**** EXERCISE MATERIALS ****

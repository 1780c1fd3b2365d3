//! Filesystem helpers that map I/O failures onto [`CoreError`].

use std::fs;
use std::io::ErrorKind;
use std::path::Path;

use crate::error::CoreError;

/// Creates `path` (and parents) unless it already is a directory.
pub fn ensure_dir_exists(path: &Path) -> Result<(), CoreError> {
    if path.exists() {
        if path.is_dir() {
            Ok(())
        } else {
            Err(CoreError::Filesystem {
                message: "Path exists but is not a directory".to_string(),
                path: path.to_path_buf(),
                source: std::io::Error::new(ErrorKind::AlreadyExists, "Path exists but is not a directory"),
            })
        }
    } else {
        fs::create_dir_all(path).map_err(|e| CoreError::Filesystem {
            message: "Failed to create directory".to_string(),
            path: path.to_path_buf(),
            source: e,
        })
    }
}

/// Reads a file into a string, returning `Ok(None)` when it does not exist.
///
/// Any other I/O failure is reported as [`CoreError::Filesystem`].
pub fn read_optional_to_string(path: &Path) -> Result<Option<String>, CoreError> {
    match fs::read_to_string(path) {
        Ok(content) => Ok(Some(content)),
        Err(e) if e.kind() == ErrorKind::NotFound => Ok(None),
        Err(e) => Err(CoreError::Filesystem {
            message: "Failed to read file".to_string(),
            path: path.to_path_buf(),
            source: e,
        }),
    }
}

#[cfg(test)]
mod tests {
    use super::*;
    use tempfile::TempDir;

    #[test]
    fn creates_nested_directories() {
        let dir = TempDir::new().unwrap();
        let nested = dir.path().join("a/b/c");
        ensure_dir_exists(&nested).unwrap();
        assert!(nested.is_dir());
        // second call is a no-op
        ensure_dir_exists(&nested).unwrap();
    }

    #[test]
    fn rejects_file_in_the_way() {
        let dir = TempDir::new().unwrap();
        let file = dir.path().join("occupied");
        fs::write(&file, "x").unwrap();
        assert!(matches!(ensure_dir_exists(&file), Err(CoreError::Filesystem { .. })));
    }

    #[test]
    fn missing_file_reads_as_none() {
        let dir = TempDir::new().unwrap();
        assert!(read_optional_to_string(&dir.path().join("layers.json")).unwrap().is_none());

        let present = dir.path().join("areas.db");
        fs::write(&present, "{\"areas\": []}").unwrap();
        assert_eq!(read_optional_to_string(&present).unwrap().as_deref(), Some("{\"areas\": []}"));
    }
}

****

DIRECTIONS: Restate every entry word for word.

EXERCISE OUTPUT:
repository 1780c1fd3b2365d3
//! Filesystem helpers that map I/O failures onto [`CoreError`].

use std::fs;
use std::io::ErrorKind;
use std::path::Path;

use crate::error::CoreError;

/// Creates `path` (and parents) unless it already is a directory.
pub fn ensure_dir_exists(path: &Path) -> Result<(), CoreError> {
    if path.exists() {
        if path.is_dir() {
            Ok(())
        } else {
            Err(CoreError::Filesystem {
                message: "Path exists but is not a directory".to_string(),
                path: path.to_path_buf(),
                source: std::io::Error::new(ErrorKind::AlreadyExists, "Path exists but is not a directory"),
            })
        }
    } else {
        fs::create_dir_all(path).map_err(|e| CoreError::Filesystem {
            message: "Failed to create directory".to_string(),
            path: path.to_path_buf(),
            source: e,
        })
    }
}

/// Reads a file into a string, returning `Ok(None)` when it does not exist.
///
/// Any other I/O failure is reported as [`CoreError::Filesystem`].
pub fn read_optional_to_string(path: &Path) -> Result<Option<String>, CoreError> {
    match fs::read_to_string(path) {
        Ok(content) => Ok(Some(content)),
        Err(e) if e.kind() == ErrorKind::NotFound => Ok(None),
        Err(e) => Err(CoreError::Filesystem {
            message: "Failed to read file".to_string(),
            path: path.to_path_buf(),
            source: e,
        }),
    }
}

#[cfg(test)]
mod tests {
    use super::*;
    use tempfile::TempDir;

    #[test]
    fn creates_nested_directories() {
        let dir = TempDir::new().unwrap();
        let nested = dir.path().join("a/b/c");
        ensure_dir_exists(&nested).unwrap();
        assert!(nested.is_dir());
        // second call is a no-op
        ensure_dir_exists(&nested).unwrap();
    }

    #[test]
    fn rejects_file_in_the_way() {
        let dir = TempDir::new().unwrap();
        let file = dir.path().join("occupied");
        fs::write(&file, "x").unwrap();
        assert!(matches!(ensure_dir_exists(&file), Err(CoreError::Filesystem { .. })));
    }

    #[test]
    fn missing_file_reads_as_none() {
        let dir = TempDir::new().unwrap();
        assert!(read_optional_to_string(&dir.path().join("layers.json")).unwrap().is_none());

        let present = dir.path().join("areas.db");
        fs::write(&present, "{\"areas\": []}").unwrap();
        assert_eq!(read_optional_to_string(&present).unwrap().as_deref(), Some("{\"areas\": []}"));
    }
}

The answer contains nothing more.